Barrick kept a gun to Newmont’s head. It said if a joint venture wasn’t in place by Monday, March 11 — giving the legal teams just three days — it would proceed with its hostile bid.
May says there was very little sleep for anyone in that key 72-hour period. “People would go home to shower and come back. At Goodmans we have a floor of boardrooms, we went from one to another laying waste to one at a time. One was full of pizza boxes, the next Chinese food containers. We made our way around the floor — that would be the best evidence of how much time we spent there.”
It was much the same at Davies, with some of the Barrick people and Cravath team on site. “What happened in that 72 hours was crazy,” says Shishler. “We negotiated an implementation agreement, the architecture for the joint venture.
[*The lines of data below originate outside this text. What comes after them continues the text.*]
mod api;
mod middleware;

use std::sync::Arc;

use ctscan_discovery::DiscoveryCoordinator;
use ctscan_gemini::GeminiClient;
use tracing_subscriber::EnvFilter;

use crate::api::{build_app, AppState};

#[tokio::main]
async fn main() -> anyhow::Result<()> {
    dotenvy::dotenv().ok();
    let config = ctscan_core::load_app_config_from_env()?;
    let env_filter = EnvFilter::try_from_default_env()
        .or_else(|_| EnvFilter::try_new(config.log_level.clone()))?;
    tracing_subscriber::fmt().with_env_filter(env_filter).init();

    let client = Arc::new(GeminiClient::from_config(&config)?);
    let coordinator = Arc::new(DiscoveryCoordinator::new(
        client.clone(),
        client,
        config.location,
    ));
    let app = build_app(AppState {
        coordinator: Arc::clone(&coordinator),
    });

    let listener = tokio::net::TcpListener::bind(config.bind_addr).await?;
    tracing::info!(addr = %config.bind_addr, env = %config.env, model = %config.gemini_model, "listening");
    axum::serve(listener, app)
        .with_graceful_shutdown(shutdown_signal())
        .await?;

    coordinator.stop_all();
    Ok(())
}

async fn shutdown_signal() {
    let ctrl_c = async {
        if let Err(e) = tokio::signal::ctrl_c().await {
            tracing::error!(error = %e, "failed to listen for ctrl-c");
            std::future::pending::<()>().await;
        }
    };

    #[cfg(unix)]
    let terminate = async {
        match tokio::signal::unix::signal(tokio::signal::unix::SignalKind::terminate()) {
            Ok(mut signal) => {
                signal.recv().await;
            }
            Err(e) => {
                tracing::error!(error = %e, "failed to install SIGTERM handler");
                std::future::pending::<()>().await;
            }
        }
    };

    #[cfg(not(unix))]
    let terminate = std::future::pending::<()>();

    tokio::select! {
        () = ctrl_c => {},
        () = terminate => {},
    }

    tracing::info!("received shutdown signal, stopping running cities");
}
Just to give you some idea there were 22 or 23 different assets we had to get into a new entity. It would be hard to transfer just one mine in that time frame, much less complete what amounted to 22 or 23 different asset sales. The stakes were enormous, and the amount of work was enormous.”
But Barrick and Newmont also needed a separate agreement on governance structure setting out things like board and advisory committee composition, how funding works, how dilution would work, how people take profits out of the joint venture, and what happens to the joint venture output. Shishler says it was apparent there just wasn’t going to be enough time to prepare that by Monday morning.
“As you can imagine, people weren’t comfortable signing and giving up the [hostile] bid without an agreed governance structure. So we had a wholly baked form of agreement attached to the implementation agreement that would govern the joint-venture going forward.
“I’ve done a lot of joint venture agreements over my career. They generally take months, not weeks. And certainly not days.”
Yet on Monday, March 11, Barrick pulled its hostile bid off the table in favour of a deal that would see the two companies combine assets in Nevada, with Barrick controlling 61.5% of the venture.
On April 18, Newmont’s acquisition of Goldcorp closed.
Four days later, Newmont and Barrick announced they had cleared all the regulatory hurdles and Newmont Goldcorp Corp. was born, instantly becoming the world's largest gold producer by assets.
At least until the next move.
After all, it’s still a jungle out there.
Sandra Rubin is a legal affairs writer and consultant based in Toronto.